Molecularly imprinted polymers (MIPs) for 2,4-dichloro-phenoxyacetic acid were synthesized via a noncovalent approach with 4-vinylpyridine as functional monomer and ethylene glycol dimethacrylate as cross-linker in a methanol/water mixture. Templated polymers synthesized in this self-assembly approach rely on complex formation between the target analyte and functional monomers in porogenic solution prior to radical polymerization. Consequently, the achievable selectivity is governed by the nature and stability of these complexes. The nature of noncovalent interactions responsible for complex formation during imprinting of the template 2,4-dichloro-phenoxyacetic acid (2,4-D) with the functional monomer 4-vinylpyridine has been investigated.
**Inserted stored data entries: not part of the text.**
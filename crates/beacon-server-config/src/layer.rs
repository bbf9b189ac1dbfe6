// Copyright (c) 2025 Geoffrey Huntley <ghuntley@ghuntley.com>. All rights reserved.
// SPDX-License-Identifier: Proprietary

//! Partial configuration layer used while merging sources.

use serde::Deserialize;

use crate::sections::{
	DatabaseConfigLayer, HttpConfigLayer, JobsConfigLayer, LoggingConfigLayer, SessionConfigLayer,
};

/// One source's contribution to the configuration, all fields optional.
#[derive(Debug, Clone, Default, Deserialize)]
pub struct ServerConfigLayer {
	#[serde(default)]
	pub http: Option<HttpConfigLayer>,
	#[serde(default)]
	pub database: Option<DatabaseConfigLayer>,
	#[serde(default)]
	pub logging: Option<LoggingConfigLayer>,
	#[serde(default)]
	pub session: Option<SessionConfigLayer>,
	#[serde(default)]
	pub jobs: Option<JobsConfigLayer>,
}

impl ServerConfigLayer {
	/// Merges a higher-precedence layer into this one.
	pub fn merge(&mut self, other: ServerConfigLayer) {
		merge_section(&mut self.http, other.http, HttpConfigLayer::merge);
		merge_section(&mut self.database, other.database, DatabaseConfigLayer::merge);
		merge_section(&mut self.logging, other.logging, LoggingConfigLayer::merge);
		merge_section(&mut self.session, other.session, SessionConfigLayer::merge);
		merge_section(&mut self.jobs, other.jobs, JobsConfigLayer::merge);
	}
}

fn merge_section<T>(base: &mut Option<T>, other: Option<T>, merge: impl FnOnce(&mut T, T)) {
	match (base.as_mut(), other) {
		(Some(base), Some(other)) => merge(base, other),
		(None, Some(other)) => *base = Some(other),
		_ => {}
	}
}
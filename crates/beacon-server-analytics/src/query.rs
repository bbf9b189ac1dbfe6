// Copyright (c) 2025 Geoffrey Huntley <ghuntley@ghuntley.com>. All rights reserved.
// SPDX-License-Identifier: Proprietary

//! Query machinery shared by the stats read operations: date-range
//! resolution, sort whitelisting, and pagination.

use chrono::{DateTime, Duration, NaiveDate, NaiveDateTime, NaiveTime, Utc};
use serde::{Deserialize, Serialize};

use crate::error::{AnalyticsServerError, Result};

const DEFAULT_PER_PAGE: u32 = 10;
const MAX_PER_PAGE: u32 = 100;

/// Inclusive date range a stats query runs over.
#[derive(Debug, Clone, Copy, PartialEq, Eq)]
pub struct DateRange {
	pub start: DateTime<Utc>,
	pub end: DateTime<Utc>,
}

impl DateRange {
	/// Resolves the range parameters shared by all stats endpoints.
	///
	/// `range=7d` and `range=30d` are relative to `now`; any other value
	/// (including absent) requires both explicit bounds. Bounds accept an
	/// RFC 3339 instant or a bare `YYYY-MM-DD` date (taken at midnight UTC).
	pub fn resolve(
		range: Option<&str>,
		start_date: Option<&str>,
		end_date: Option<&str>,
		now: DateTime<Utc>,
	) -> Result<DateRange> {
		match range.unwrap_or("7d") {
			"7d" => Ok(DateRange {
				start: now - Duration::days(7),
				end: now,
			}),
			"30d" => Ok(DateRange {
				start: now - Duration::days(30),
				end: now,
			}),
			_ => {
				let (Some(start), Some(end)) = (start_date, end_date) else {
					return Err(AnalyticsServerError::MissingDateRange);
				};
				Ok(DateRange {
					start: parse_instant(start)?,
					end: parse_instant(end)?,
				})
			}
		}
	}
}

fn parse_instant(s: &str) -> Result<DateTime<Utc>> {
	if let Ok(dt) = DateTime::parse_from_rfc3339(s) {
		return Ok(dt.with_timezone(&Utc));
	}
	if let Ok(dt) = NaiveDateTime::parse_from_str(s, "%Y-%m-%dT%H:%M:%S") {
		return Ok(dt.and_utc());
	}
	if let Ok(date) = NaiveDate::parse_from_str(s, "%Y-%m-%d") {
		return Ok(date.and_time(NaiveTime::MIN).and_utc());
	}
	Err(AnalyticsServerError::InvalidDateFormat(s.to_string()))
}

/// Sortable aggregate columns.
///
/// A closed set: the caller's `sort_by` string is parsed into this enum and
/// only the enum ever reaches SQL.
#[derive(Debug, Clone, Copy, PartialEq, Eq, Default)]
pub enum SortField {
	#[default]
	PeriodStart,
	Count,
	EventType,
	EventName,
	DeviceType,
}

impl SortField {
	/// The column name used in ORDER BY.
	#[must_use]
	pub fn column(self) -> &'static str {
		match self {
			SortField::PeriodStart => "period_start",
			SortField::Count => "count",
			SortField::EventType => "event_type",
			SortField::EventName => "event_name",
			SortField::DeviceType => "device_type",
		}
	}

	/// Parses an optional caller-supplied sort field.
	pub fn parse_param(param: Option<&str>) -> Result<SortField> {
		match param {
			None => Ok(SortField::default()),
			Some("period_start") => Ok(SortField::PeriodStart),
			Some("count") => Ok(SortField::Count),
			Some("event_type") => Ok(SortField::EventType),
			Some("event_name") => Ok(SortField::EventName),
			Some("device_type") => Ok(SortField::DeviceType),
			Some(other) => Err(AnalyticsServerError::InvalidSortField(other.to_string())),
		}
	}
}

/// Sort direction; descending by default.
#[derive(Debug, Clone, Copy, PartialEq, Eq, Default)]
pub enum SortOrder {
	Asc,
	#[default]
	Desc,
}

impl SortOrder {
	/// The keyword used in ORDER BY.
	#[must_use]
	pub fn keyword(self) -> &'static str {
		match self {
			SortOrder::Asc => "ASC",
			SortOrder::Desc => "DESC",
		}
	}

	/// Parses an optional caller-supplied sort order.
	pub fn parse_param(param: Option<&str>) -> Result<SortOrder> {
		match param {
			None => Ok(SortOrder::default()),
			Some("asc") => Ok(SortOrder::Asc),
			Some("desc") => Ok(SortOrder::Desc),
			Some(other) => Err(AnalyticsServerError::InvalidSortOrder(other.to_string())),
		}
	}
}

/// Offset pagination parameters, 1-indexed.
#[derive(Debug, Clone, Copy, Deserialize)]
pub struct PageParams {
	pub page: Option<u32>,
	pub per_page: Option<u32>,
}

impl PageParams {
	/// Page number clamped to >= 1.
	#[must_use]
	pub fn page(&self) -> u32 {
		self.page.unwrap_or(1).max(1)
	}

	/// Page size clamped to 1..=100, defaulting to 10.
	#[must_use]
	pub fn per_page(&self) -> u32 {
		self.per_page.unwrap_or(DEFAULT_PER_PAGE).clamp(1, MAX_PER_PAGE)
	}

	/// Row offset of the first row on the page.
	#[must_use]
	pub fn offset(&self) -> u32 {
		(self.page() - 1) * self.per_page()
	}
}

/// Pagination block returned alongside every paginated payload.
#[derive(Debug, Clone, Serialize)]
pub struct PageInfo {
	pub page: u32,
	pub per_page: u32,
	pub total: u64,
	pub pages: u64,
}

impl PageInfo {
	/// Builds the pagination block for a result set of `total` rows.
	#[must_use]
	pub fn new(params: &PageParams, total: u64) -> Self {
		let per_page = params.per_page();
		Self {
			page: params.page(),
			per_page,
			total,
			pages: total.div_ceil(u64::from(per_page)),
		}
	}
}

#[cfg(test)]
mod tests {
	use super::*;
	use chrono::TimeZone;

	fn now() -> DateTime<Utc> {
		Utc.with_ymd_and_hms(2026, 8, 5, 12, 0, 0).unwrap()
	}

	#[test]
	fn test_resolve_default_is_seven_days() {
		let range = DateRange::resolve(None, None, None, now()).unwrap();
		assert_eq!(range.end, now());
		assert_eq!(range.start, now() - Duration::days(7));
	}

	#[test]
	fn test_resolve_thirty_days() {
		let range = DateRange::resolve(Some("30d"), None, None, now()).unwrap();
		assert_eq!(range.start, now() - Duration::days(30));
	}

	#[test]
	fn test_resolve_custom_requires_both_bounds() {
		let err = DateRange::resolve(Some("custom"), None, None, now()).unwrap_err();
		assert!(matches!(err, AnalyticsServerError::MissingDateRange));

		let err = DateRange::resolve(Some("custom"), Some("2026-08-01"), None, now()).unwrap_err();
		assert!(matches!(err, AnalyticsServerError::MissingDateRange));
	}

	#[test]
	fn test_resolve_custom_accepts_bare_dates() {
		let range = DateRange::resolve(
			Some("custom"),
			Some("2026-08-01"),
			Some("2026-08-04"),
			now(),
		)
		.unwrap();
		assert_eq!(range.start, Utc.with_ymd_and_hms(2026, 8, 1, 0, 0, 0).unwrap());
		assert_eq!(range.end, Utc.with_ymd_and_hms(2026, 8, 4, 0, 0, 0).unwrap());
	}

	#[test]
	fn test_resolve_custom_accepts_rfc3339() {
		let range = DateRange::resolve(
			Some("custom"),
			Some("2026-08-01T06:30:00Z"),
			Some("2026-08-04T18:00:00+00:00"),
			now(),
		)
		.unwrap();
		assert_eq!(range.start, Utc.with_ymd_and_hms(2026, 8, 1, 6, 30, 0).unwrap());
		assert_eq!(range.end, Utc.with_ymd_and_hms(2026, 8, 4, 18, 0, 0).unwrap());
	}

	#[test]
	fn test_resolve_rejects_garbage_dates() {
		let err = DateRange::resolve(
			Some("custom"),
			Some("yesterday"),
			Some("2026-08-04"),
			now(),
		)
		.unwrap_err();
		assert!(matches!(err, AnalyticsServerError::InvalidDateFormat(_)));
	}

	#[test]
	fn test_sort_field_parsing() {
		assert_eq!(SortField::parse_param(None).unwrap(), SortField::PeriodStart);
		assert_eq!(SortField::parse_param(Some("count")).unwrap(), SortField::Count);
		assert!(SortField::parse_param(Some("password")).is_err());
	}

	#[test]
	fn test_sort_order_parsing() {
		assert_eq!(SortOrder::parse_param(None).unwrap(), SortOrder::Desc);
		assert_eq!(SortOrder::parse_param(Some("asc")).unwrap(), SortOrder::Asc);
		assert!(SortOrder::parse_param(Some("sideways")).is_err());
	}

	#[test]
	fn test_page_params_defaults_and_clamping() {
		let params = PageParams {
			page: None,
			per_page: None,
		};
		assert_eq!(params.page(), 1);
		assert_eq!(params.per_page(), 10);
		assert_eq!(params.offset(), 0);

		let params = PageParams {
			page: Some(0),
			per_page: Some(500),
		};
		assert_eq!(params.page(), 1);
		assert_eq!(params.per_page(), 100);

		let params = PageParams {
			page: Some(3),
			per_page: Some(25),
		};
		assert_eq!(params.offset(), 50);
	}

	#[test]
	fn test_page_info_page_count() {
		let params = PageParams {
			page: Some(1),
			per_page: Some(10),
		};
		assert_eq!(PageInfo::new(&params, 15).pages, 2);
		assert_eq!(PageInfo::new(&params, 10).pages, 1);
		assert_eq!(PageInfo::new(&params, 0).pages, 0);
	}
}
// Copyright (c) 2025 Geoffrey Huntley <ghuntley@ghuntley.com>. All rights reserved.
// SPDX-License-Identifier: Proprietary

use axum::{http::StatusCode, response::IntoResponse, Json};
use chrono::Utc;
use std::sync::Arc;
use tracing::instrument;

use beacon_analytics_core::{DeviceClass, PeriodKind};

use crate::api::{
	EventCountRow, EventCountsResponse, OverviewResponse, OverviewRow, StatsQuery, TopEventRow,
	TopEventsResponse,
};
use crate::error::Result;
use crate::handlers::{bad_request, internal_error, query_error_response, AnalyticsState};
use crate::query::{DateRange, PageInfo, PageParams, SortField, SortOrder};
use crate::repository::{AggregateFilter, AnalyticsRepository};

const DEFAULT_TOP_LIMIT: u32 = 10;
const MAX_TOP_LIMIT: u32 = 100;

/// Parsed form of the shared stats query string.
struct StatsParams {
	range: DateRange,
	sort_field: SortField,
	sort_order: SortOrder,
	device_type: Option<DeviceClass>,
	pages: PageParams,
}

fn parse_stats_params(query: &StatsQuery) -> Result<StatsParams> {
	let range = DateRange::resolve(
		query.range.as_deref(),
		query.start_date.as_deref(),
		query.end_date.as_deref(),
		Utc::now(),
	)?;
	let sort_field = SortField::parse_param(query.sort_by.as_deref())?;
	let sort_order = SortOrder::parse_param(query.sort_order.as_deref())?;
	let device_type = query
		.device_type
		.as_deref()
		.map(str::parse::<DeviceClass>)
		.transpose()?;

	Ok(StatsParams {
		range,
		sort_field,
		sort_order,
		device_type,
		pages: PageParams {
			page: query.page,
			per_page: query.per_page,
		},
	})
}

/// Serves the daily-rollup overview: filtered, sorted, paginated.
#[instrument(skip(state, query))]
pub async fn overview_impl<R: AnalyticsRepository>(
	state: Arc<AnalyticsState<R>>,
	query: StatsQuery,
) -> impl IntoResponse {
	let params = match parse_stats_params(&query) {
		Ok(p) => p,
		Err(e) => return query_error_response(e),
	};

	let filter = AggregateFilter {
		period_kind: Some(PeriodKind::Daily),
		event_type: query.event_type.clone(),
		event_name: None,
		device_type: params.device_type,
		start: Some(params.range.start),
		end: Some(params.range.end),
	};

	let (rows, total) = match fetch_page(&state, &filter, &params).await {
		Ok(page) => page,
		Err(e) => return query_error_response(e),
	};

	let data = rows
		.into_iter()
		.map(|agg| OverviewRow {
			date: agg.period_start.date_naive().to_string(),
			event_type: agg.event_type,
			event_name: agg.event_name,
			count: agg.count,
			device_type: agg.device_type.map(|d| d.to_string()),
		})
		.collect();

	(
		StatusCode::OK,
		Json(OverviewResponse {
			status: "success".to_string(),
			data,
			pagination: PageInfo::new(&params.pages, total),
		}),
	)
		.into_response()
}

/// Serves per-period rows for one event name across all period kinds.
#[instrument(skip(state, query))]
pub async fn event_counts_impl<R: AnalyticsRepository>(
	state: Arc<AnalyticsState<R>>,
	query: StatsQuery,
) -> impl IntoResponse {
	let Some(event_name) = query.event_name.clone().filter(|n| !n.is_empty()) else {
		return bad_request("missing_event_name", "event_name is required").into_response();
	};

	let params = match parse_stats_params(&query) {
		Ok(p) => p,
		Err(e) => return query_error_response(e),
	};

	let filter = AggregateFilter {
		period_kind: None,
		event_type: query.event_type.clone(),
		event_name: Some(event_name),
		device_type: params.device_type,
		start: Some(params.range.start),
		end: Some(params.range.end),
	};

	let (rows, total) = match fetch_page(&state, &filter, &params).await {
		Ok(page) => page,
		Err(e) => return query_error_response(e),
	};

	let data = rows
		.into_iter()
		.map(|agg| EventCountRow {
			period_start: agg.period_start.to_rfc3339(),
			period_type: agg.period_kind.to_string(),
			count: agg.count,
			device_type: agg.device_type.map(|d| d.to_string()),
		})
		.collect();

	(
		StatusCode::OK,
		Json(EventCountsResponse {
			status: "success".to_string(),
			data,
			pagination: PageInfo::new(&params.pages, total),
		}),
	)
		.into_response()
}

/// Serves the top-N most triggered events over the range.
///
/// Pagination is ignored; counts are summed across device and period rows.
#[instrument(skip(state, query))]
pub async fn top_events_impl<R: AnalyticsRepository>(
	state: Arc<AnalyticsState<R>>,
	query: StatsQuery,
) -> impl IntoResponse {
	let range = match DateRange::resolve(
		query.range.as_deref(),
		query.start_date.as_deref(),
		query.end_date.as_deref(),
		Utc::now(),
	) {
		Ok(r) => r,
		Err(e) => return query_error_response(e),
	};

	let limit = query
		.limit
		.unwrap_or(DEFAULT_TOP_LIMIT)
		.clamp(1, MAX_TOP_LIMIT);

	let totals = match state.repository.top_events(range.start, range.end, limit).await {
		Ok(t) => t,
		Err(e) => {
			tracing::error!(error = %e, "failed to query top events");
			return internal_error("Failed to query top events").into_response();
		}
	};

	let data = totals
		.into_iter()
		.map(|t| TopEventRow {
			event_type: t.event_type,
			event_name: t.event_name,
			total_count: t.total_count,
		})
		.collect();

	(
		StatusCode::OK,
		Json(TopEventsResponse {
			status: "success".to_string(),
			data,
		}),
	)
		.into_response()
}

async fn fetch_page<R: AnalyticsRepository>(
	state: &Arc<AnalyticsState<R>>,
	filter: &AggregateFilter,
	params: &StatsParams,
) -> Result<(Vec<beacon_analytics_core::EventAggregate>, u64)> {
	let total = state.repository.count_aggregates(filter).await?;
	let rows = state
		.repository
		.list_aggregates(
			filter,
			params.sort_field,
			params.sort_order,
			params.pages.per_page(),
			params.pages.offset(),
		)
		.await?;
	Ok((rows, total))
}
Fourier transform infrared and H-1 NMR spectroscopies provide the fundamental analytical basis for rationalizing the mechanisms of recognition during the imprinting process probing the governing interactions for selective binding site formation at a molecular level. Molecular modeling studies in explicit solvent (chloroform and water) corroborate the importance of hydrogen bonding in aprotic solvents and of hydrophobic interactions in protic media in agreement with the experimental spectroscopic investigations of prepolymerization solutions. Furthermore, chromatographic studies of the synthesized MIPs provided insight on the importance of size, shape, and functionality during selective 2,4-D rebinding processes confirming the results obtained during the prepolymerization studies.